Liederman: Ironically, the most effective way to shut down these attacks is if everybody were to agree to not pay a dime to the attackers. That would be the most effective way. Just make it so that it is a barren desert in terms of monetization. Of course, even in those situations, those attacks typically have not stopped. When healthcare organizations have refused to pay ransom, there are more and more instances where the attackers have gone after and extorted individual patients. 

This happened recently in Pennsylvania where a bunch of nude images of patients – the images were taken because they were being assessed and prepared for radiation oncology treatment for their cancers – were obtained by an attacker, and they tried to go after the individual patients and say, "If you don't pay us directly, we are going to publish these naked pictures of you on the internet." There are lots of examples of this all over the country, all over the world.

I don't know how that can be stopped. These are aggressive, well-funded players.

In terms of supporting the healthcare organizations that are in trouble, I guess it is a multifactor situation.

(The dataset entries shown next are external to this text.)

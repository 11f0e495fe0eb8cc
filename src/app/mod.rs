//! Session state, the file queue, and the event stream.

pub mod files;
pub mod state;

pub use files::{FileEntry, FileQueue, FileStatus};
pub use state::{EventSink, NoticeLevel, SessionEvent, SessionState};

On the one hand, you have a supply and demand problem. As I mentioned, you don't have enough trained professionals – the federal government has tackled such issues before by providing preferential funding and support pipelines for people to be educated and trained in certain areas. Whether or not the incoming administration or future administrations would have an interest in doing this sort of thing, I don't know. 

In the absence of fixing the supply and demand problem, simply pouring more money into the healthcare or any industry in the United States to try to hire these folks and provide services that they need is just going to create inflation for their services. If you have a fixed supply and you jack up demand, you are just going to increase the price. So I don't know if there is a good solution. There is a fundamental mismatch that needs to be addressed. 

Dr. Eric Liederman's session, "The Day After: Preparing to Recover from a Major Cyberattack," is scheduled for Tuesday, March 4, at 3:15 p.m. at HIMSS25 in Las Vegas.